═══ Given entries
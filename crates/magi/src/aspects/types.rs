use crate::bodies::Body;
use serde::{Deserialize, Serialize};
use std::fmt;

#[derive(Debug, Clone, Copy, PartialEq, Eq, Hash, Serialize, Deserialize)]
pub enum AspectClass {
    Hard,
    Soft,
}

impl AspectClass {
    /// Single-letter dimension tag used in reports: 'H' or 'S'.
    pub fn dimension(self) -> char {
        match self {
            AspectClass::Hard => 'H',
            AspectClass::Soft => 'S',
        }
    }
}

impl fmt::Display for AspectClass {
    fn fmt(&self, f: &mut fmt::Formatter<'_>) -> fmt::Result {
        match self {
            AspectClass::Hard => f.write_str("Hard"),
            AspectClass::Soft => f.write_str("Soft"),
        }
    }
}

/// A canonical separation angle and what it is called.
#[derive(Debug, Clone, Copy, PartialEq, Eq)]
pub struct AspectDefinition {
    pub angle: u16,
    pub name: &'static str,
    pub class: AspectClass,
    pub symbol: &'static str,
}

/// Hard = 0, 90, 180; everything else soft.
pub const ASPECT_TABLE: [AspectDefinition; 7] = [
    AspectDefinition { angle: 0, name: "Conjunction", class: AspectClass::Hard, symbol: "☌" },
    AspectDefinition { angle: 30, name: "Semi-Sextile", class: AspectClass::Soft, symbol: "⚹" },
    AspectDefinition { angle: 60, name: "Sextile", class: AspectClass::Soft, symbol: "⚹" },
    AspectDefinition { angle: 90, name: "Square", class: AspectClass::Hard, symbol: "□" },
    AspectDefinition { angle: 120, name: "Trine", class: AspectClass::Soft, symbol: "△" },
    AspectDefinition { angle: 150, name: "Quincunx", class: AspectClass::Soft, symbol: "⚻" },
    AspectDefinition { angle: 180, name: "Opposition", class: AspectClass::Hard, symbol: "☍" },
];

/// Look up the definition for a canonical angle.
pub fn aspect_for_angle(angle: u16) -> Option<&'static AspectDefinition> {
    ASPECT_TABLE.iter().find(|def| def.angle == angle)
}

/// Whether one chart is compared with itself or two charts with each other
#[derive(Debug, Clone, Copy, PartialEq, Eq, Hash, Serialize, Deserialize)]
#[serde(rename_all = "lowercase")]
pub enum ComparisonMode {
    Natal,
    Synastry,
}

#[derive(Debug, Clone, Copy, PartialEq, Eq, Hash, Serialize, Deserialize)]
#[serde(rename_all = "lowercase")]
pub enum Magnitude {
    Major,
    Minor,
}

/// One aspect found between two bodies.
#[derive(Debug, Clone, PartialEq, Serialize)]
pub struct AspectMatch {
    /// Canonical angle (0, 30, ... 180)
    pub angle: u16,
    pub aspect_name: &'static str,
    pub aspect_class: AspectClass,
    pub symbol: &'static str,
    /// Tolerance that admitted this match
    pub orb: f64,
    /// |separation - angle|
    pub deviation: f64,
    /// Chart-1 side
    pub body1: Body,
    /// Chart-2 side (same chart in natal mode)
    pub body2: Body,
    pub dimension: char,
}

impl AspectMatch {
    pub fn new(definition: &AspectDefinition, orb: f64, deviation: f64, body1: Body, body2: Body) -> Self {
        Self {
            angle: definition.angle,
            aspect_name: definition.name,
            aspect_class: definition.class,
            symbol: definition.symbol,
            orb,
            deviation,
            body1,
            body2,
            dimension: definition.class.dimension(),
        }
    }
}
══════
### Work instruction
With nothing left out, transcribe the records above exactly.

### Output below
filename crates/magi/src/aspects/types.rs
use crate::bodies::Body;
use serde::{Deserialize, Serialize};
use std::fmt;

#[derive(Debug, Clone, Copy, PartialEq, Eq, Hash, Serialize, Deserialize)]
pub enum AspectClass {
    Hard,
    Soft,
}

impl AspectClass {
    /// Single-letter dimension tag used in reports: 'H' or 'S'.
    pub fn dimension(self) -> char {
        match self {
            AspectClass::Hard => 'H',
            AspectClass::Soft => 'S',
        }
    }
}

impl fmt::Display for AspectClass {
    fn fmt(&self, f: &mut fmt::Formatter<'_>) -> fmt::Result {
        match self {
            AspectClass::Hard => f.write_str("Hard"),
            AspectClass::Soft => f.write_str("Soft"),
        }
    }
}

/// A canonical separation angle and what it is called.
#[derive(Debug, Clone, Copy, PartialEq, Eq)]
pub struct AspectDefinition {
    pub angle: u16,
    pub name: &'static str,
    pub class: AspectClass,
    pub symbol: &'static str,
}

/// Hard = 0, 90, 180; everything else soft.
pub const ASPECT_TABLE: [AspectDefinition; 7] = [
    AspectDefinition { angle: 0, name: "Conjunction", class: AspectClass::Hard, symbol: "☌" },
    AspectDefinition { angle: 30, name: "Semi-Sextile", class: AspectClass::Soft, symbol: "⚹" },
    AspectDefinition { angle: 60, name: "Sextile", class: AspectClass::Soft, symbol: "⚹" },
    AspectDefinition { angle: 90, name: "Square", class: AspectClass::Hard, symbol: "□" },
    AspectDefinition { angle: 120, name: "Trine", class: AspectClass::Soft, symbol: "△" },
    AspectDefinition { angle: 150, name: "Quincunx", class: AspectClass::Soft, symbol: "⚻" },
    AspectDefinition { angle: 180, name: "Opposition", class: AspectClass::Hard, symbol: "☍" },
];

/// Look up the definition for a canonical angle.
pub fn aspect_for_angle(angle: u16) -> Option<&'static AspectDefinition> {
    ASPECT_TABLE.iter().find(|def| def.angle == angle)
}

/// Whether one chart is compared with itself or two charts with each other
#[derive(Debug, Clone, Copy, PartialEq, Eq, Hash, Serialize, Deserialize)]
#[serde(rename_all = "lowercase")]
pub enum ComparisonMode {
    Natal,
    Synastry,
}

#[derive(Debug, Clone, Copy, PartialEq, Eq, Hash, Serialize, Deserialize)]
#[serde(rename_all = "lowercase")]
pub enum Magnitude {
    Major,
    Minor,
}

/// One aspect found between two bodies.
#[derive(Debug, Clone, PartialEq, Serialize)]
pub struct AspectMatch {
    /// Canonical angle (0, 30, ... 180)
    pub angle: u16,
    pub aspect_name: &'static str,
    pub aspect_class: AspectClass,
    pub symbol: &'static str,
    /// Tolerance that admitted this match
    pub orb: f64,
    /// |separation - angle|
    pub deviation: f64,
    /// Chart-1 side
    pub body1: Body,
    /// Chart-2 side (same chart in natal mode)
    pub body2: Body,
    pub dimension: char,
}

impl AspectMatch {
    pub fn new(definition: &AspectDefinition, orb: f64, deviation: f64, body1: Body, body2: Body) -> Self {
        Self {
            angle: definition.angle,
            aspect_name: definition.name,
            aspect_class: definition.class,
            symbol: definition.symbol,
            orb,
            deviation,
            body1,
            body2,
            dimension: definition.class.dimension(),
        }
    }
}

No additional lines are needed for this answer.